(Task to carry out):
Examine each line in the records below for the word "this". Report how many lines contain it, and nothing else.
+++
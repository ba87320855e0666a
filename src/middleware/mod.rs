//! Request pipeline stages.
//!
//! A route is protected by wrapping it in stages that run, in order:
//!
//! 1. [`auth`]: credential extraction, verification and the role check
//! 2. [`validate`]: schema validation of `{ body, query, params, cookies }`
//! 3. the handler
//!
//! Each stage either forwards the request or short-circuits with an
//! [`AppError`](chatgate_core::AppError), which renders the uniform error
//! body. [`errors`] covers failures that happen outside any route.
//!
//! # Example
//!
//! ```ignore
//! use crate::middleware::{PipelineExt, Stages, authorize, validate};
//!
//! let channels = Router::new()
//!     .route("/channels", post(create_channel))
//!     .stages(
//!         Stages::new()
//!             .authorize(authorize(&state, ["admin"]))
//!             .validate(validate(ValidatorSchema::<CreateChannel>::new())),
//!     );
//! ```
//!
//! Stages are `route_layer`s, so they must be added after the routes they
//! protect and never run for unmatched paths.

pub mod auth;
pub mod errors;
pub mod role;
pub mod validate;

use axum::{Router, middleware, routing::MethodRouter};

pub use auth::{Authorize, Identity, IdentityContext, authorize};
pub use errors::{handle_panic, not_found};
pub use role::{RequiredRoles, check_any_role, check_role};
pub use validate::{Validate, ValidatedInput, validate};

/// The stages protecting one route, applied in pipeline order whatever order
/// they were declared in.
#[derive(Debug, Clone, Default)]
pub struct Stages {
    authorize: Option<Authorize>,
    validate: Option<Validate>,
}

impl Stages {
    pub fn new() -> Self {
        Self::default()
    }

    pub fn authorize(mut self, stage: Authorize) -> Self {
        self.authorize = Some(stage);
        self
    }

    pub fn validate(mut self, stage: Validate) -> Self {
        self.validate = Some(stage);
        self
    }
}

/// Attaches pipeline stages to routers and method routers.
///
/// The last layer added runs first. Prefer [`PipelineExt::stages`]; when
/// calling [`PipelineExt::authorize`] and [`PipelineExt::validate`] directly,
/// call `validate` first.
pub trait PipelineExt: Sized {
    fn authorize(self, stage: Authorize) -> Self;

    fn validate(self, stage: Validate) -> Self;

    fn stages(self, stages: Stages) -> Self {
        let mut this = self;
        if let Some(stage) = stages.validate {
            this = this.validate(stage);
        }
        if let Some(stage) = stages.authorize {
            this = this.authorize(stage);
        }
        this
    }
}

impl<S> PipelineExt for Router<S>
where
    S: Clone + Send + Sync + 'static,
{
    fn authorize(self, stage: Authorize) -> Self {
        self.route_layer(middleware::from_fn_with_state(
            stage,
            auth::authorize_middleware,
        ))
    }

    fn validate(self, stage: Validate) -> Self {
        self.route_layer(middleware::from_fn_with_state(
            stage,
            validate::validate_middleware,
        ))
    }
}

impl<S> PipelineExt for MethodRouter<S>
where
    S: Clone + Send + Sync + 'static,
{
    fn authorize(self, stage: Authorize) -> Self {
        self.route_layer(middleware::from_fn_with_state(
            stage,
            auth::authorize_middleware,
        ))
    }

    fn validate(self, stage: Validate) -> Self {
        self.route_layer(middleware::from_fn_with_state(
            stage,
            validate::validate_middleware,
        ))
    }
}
+++
(Final answer):
4